For those not aware, the capitalistic behavior being condemned by MLK in that quote exactly describes what Coca-Cola does in South America, what Wal-Mart does in China, and what BP has done all over the world, most notably in Iran. It seems obvious that MLK would disapprove of any association of himself with those corporations.
Recall also that King died fighting for garbage men who made inhumane wages, were treated poorly, and who were aggressively prevented from exercising their rights to collectively bargain. McDonald’s and Wal-Mart famously do all of those things to their millions of low paid workers whose rights to unionize have all but been stripped from them by the companies’ corporate practices. Once again, I cannot see MLK wanting anything else but to distance himself from Wal-Mart and McDonald’s, something this monument’s partnership does the opposite of.

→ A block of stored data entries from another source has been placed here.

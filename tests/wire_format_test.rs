//! Wire-format tests
//!
//! Validates the codec and read buffer against literal JSON-RPC 2.0
//! exchanges: the initialization handshake, tool calls, and the error
//! taxonomy, byte-for-byte as they appear on a stream transport.

use mcp_runtime::buffer::ReadBuffer;
use mcp_runtime::codec;
use mcp_runtime::error::{ErrorCode, ErrorData};
use mcp_runtime::types::{
    InitializeParams, JsonRpcErrorResponse, JsonRpcMessage, JsonRpcNotification, JsonRpcRequest,
    JsonRpcResponse, RequestId,
};

#[test]
fn test_initialize_request_literal() {
    let raw = r#"{"jsonrpc":"2.0","id":0,"method":"initialize","params":{"protocolVersion":"2024-11-05","capabilities":{},"clientInfo":{"name":"t","version":"1"}}}"#;
    let decoded = codec::decode(raw).unwrap();

    let JsonRpcMessage::Request(request) = decoded else {
        panic!("expected request, got {decoded:?}");
    };
    assert_eq!(request.id, RequestId::Number(0));
    assert_eq!(request.method, "initialize");

    let params: InitializeParams = serde_json::from_value(request.params.unwrap()).unwrap();
    assert_eq!(params.protocol_version, "2024-11-05");
    assert_eq!(params.client_info.name, "t");
    assert_eq!(params.client_info.version, "1");
}

#[test]
fn test_initialized_notification_literal() {
    let raw = r#"{"jsonrpc":"2.0","method":"notifications/initialized"}"#;
    let decoded = codec::decode(raw).unwrap();
    assert_eq!(decoded.method(), Some("notifications/initialized"));
    assert_eq!(decoded.id(), None);

    // Re-encoding produces the same compact form.
    assert_eq!(codec::encode(&decoded).unwrap(), raw);
}

#[test]
fn test_tool_call_response_literal() {
    let raw = r#"{"jsonrpc":"2.0","id":1,"result":{"content":[{"type":"text","text":"4"}]}}"#;
    let decoded = codec::decode(raw).unwrap();
    let JsonRpcMessage::Response(response) = decoded else {
        panic!("expected response");
    };
    assert_eq!(response.id, RequestId::Number(1));
    assert_eq!(response.result["content"][0]["text"], "4");
}

#[test]
fn test_method_not_found_literal() {
    let raw = r#"{"jsonrpc":"2.0","id":2,"error":{"code":-32601,"message":"Method not found"}}"#;
    let decoded = codec::decode(raw).unwrap();
    let JsonRpcMessage::Error(error) = decoded else {
        panic!("expected error response");
    };
    assert_eq!(error.error.code, ErrorCode::MethodNotFound.as_i64());
    assert_eq!(error.error.message, "Method not found");
}

#[test]
fn test_encoded_messages_are_single_line() {
    let messages = vec![
        JsonRpcMessage::Request(JsonRpcRequest::new(
            0,
            "tools/call",
            Some(serde_json::json!({
                "name": "calc",
                "arguments": { "expression": "lines\nwith\nbreaks" }
            })),
        )),
        JsonRpcMessage::Notification(JsonRpcNotification::new(
            "notifications/message",
            Some(serde_json::json!({ "level": "info", "data": "a\r\nb" })),
        )),
        JsonRpcMessage::Response(JsonRpcResponse::new(
            RequestId::Number(0),
            serde_json::json!({ "text": "multi\nline" }),
        )),
        JsonRpcMessage::Error(JsonRpcErrorResponse::new(
            RequestId::String("r-1".to_string()),
            ErrorData::new(-32603, "boom\nboom"),
        )),
    ];
    for message in messages {
        let encoded = codec::encode(&message).unwrap();
        assert!(
            !encoded.contains('\n') && !encoded.contains('\r'),
            "encoded JSON must never contain raw newlines: {encoded}"
        );
        assert_eq!(codec::decode(&encoded).unwrap(), message);
    }
}

#[test]
fn test_stream_of_encoded_messages_survives_chunking() {
    let messages: Vec<JsonRpcMessage> = (0..10i64)
        .map(|i| {
            JsonRpcMessage::Request(JsonRpcRequest::new(
                i,
                format!("method/{i}"),
                Some(serde_json::json!({ "index": i })),
            ))
        })
        .collect();

    let stream: String = messages
        .iter()
        .map(|m| format!("{}\n", codec::encode(m).unwrap()))
        .collect();

    // Feed the byte stream in awkward 7-byte chunks.
    let mut buffer = ReadBuffer::new();
    let mut drained = Vec::new();
    for chunk in stream.as_bytes().chunks(7) {
        buffer.append(chunk);
        while let Some(message) = buffer.next_message() {
            drained.push(message);
        }
    }
    assert_eq!(drained, messages);
    assert!(buffer.is_empty());
}

#[test]
fn test_interleaved_garbage_does_not_stall_the_stream() {
    let good = codec::encode(&JsonRpcMessage::Request(JsonRpcRequest::new(
        1, "ping", None,
    )))
    .unwrap();

    let mut buffer = ReadBuffer::new();
    buffer.append(b"garbage that is not json\n");
    buffer.append(b"{\"jsonrpc\":\"1.0\",\"id\":1,\"method\":\"x\"}\n");
    buffer.append(format!("{good}\n").as_bytes());
    buffer.append(b"{\"jsonrpc\":\"2.0\",\"id\":null,\"method\":\"x\"}\n");

    let first = buffer.next_message().expect("good line should survive");
    assert_eq!(first.method(), Some("ping"));
    assert!(buffer.next_message().is_none());
}

#[test]
fn test_error_code_taxonomy() {
    assert_eq!(ErrorCode::ParseError.as_i64(), -32700);
    assert_eq!(ErrorCode::InvalidRequest.as_i64(), -32600);
    assert_eq!(ErrorCode::MethodNotFound.as_i64(), -32601);
    assert_eq!(ErrorCode::InvalidParams.as_i64(), -32602);
    assert_eq!(ErrorCode::InternalError.as_i64(), -32603);
    assert_eq!(ErrorCode::ConnectionClosed.as_i64(), -32000);
    assert_eq!(ErrorCode::RequestTimeout.as_i64(), -32001);
}
use toml::{Table, Value};

/// Deep-merges `overlay` into `base`.
///
/// Keys whose values are tables on both sides are merged recursively; any
/// other key in `overlay` replaces the value in `base`. Keys missing from
/// `overlay` are left alone.
pub fn merge_tables(base: &mut Table, overlay: &Table) {
    for (key, value) in overlay {
        if let (Some(Value::Table(existing)), Value::Table(incoming)) = (base.get_mut(key), value) {
            merge_tables(existing, incoming);
            continue;
        }
        base.insert(key.clone(), value.clone());
    }
}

Finally, recall that King vehemently criticized U.S. militarism, specifically in relation to its involvement in Vietnam. In his famous anti-war speech, King decried the cancer of militarism. He remarks at one point in the speech:
When machines and computers, profit motives and property rights are considered more important than people, the giant triplets of racism, militarism and economic exploitation are incapable of being conquered.
King no doubt has in mind many things in that sentence, but prominently in his consideration is militaristic war profiteering. This of course is where Dedication Vice-Chair Boeing makes a significant chunk of its money. The Boeing corporation builds all sorts of war planes and munitions, grabbing up hundreds of billions of dollars in government expenditures that King rightly argued would be better spent on programs of social uplift.
The inclusion of these corporations should really be seen as an embarrassment for the organizers of the MLK monument. There is little doubt that MLK would be embarrassed to be associated with any of them, something Alpha Phi Alpha apparently did not consider or did not see as important. Ultimately, it probably matters little what happens with this monument: King’s profound radicalism on issues of economic injustice and militarism has already been erased from the popular historical record. That we can even have a monument built on the National Mall that war contractors and union busters are willing to sponsor demonstrates that.
With that said, there is still something rightly repugnant about the Martin Luther King Jr. Memorial brought to you by Coca-Cola.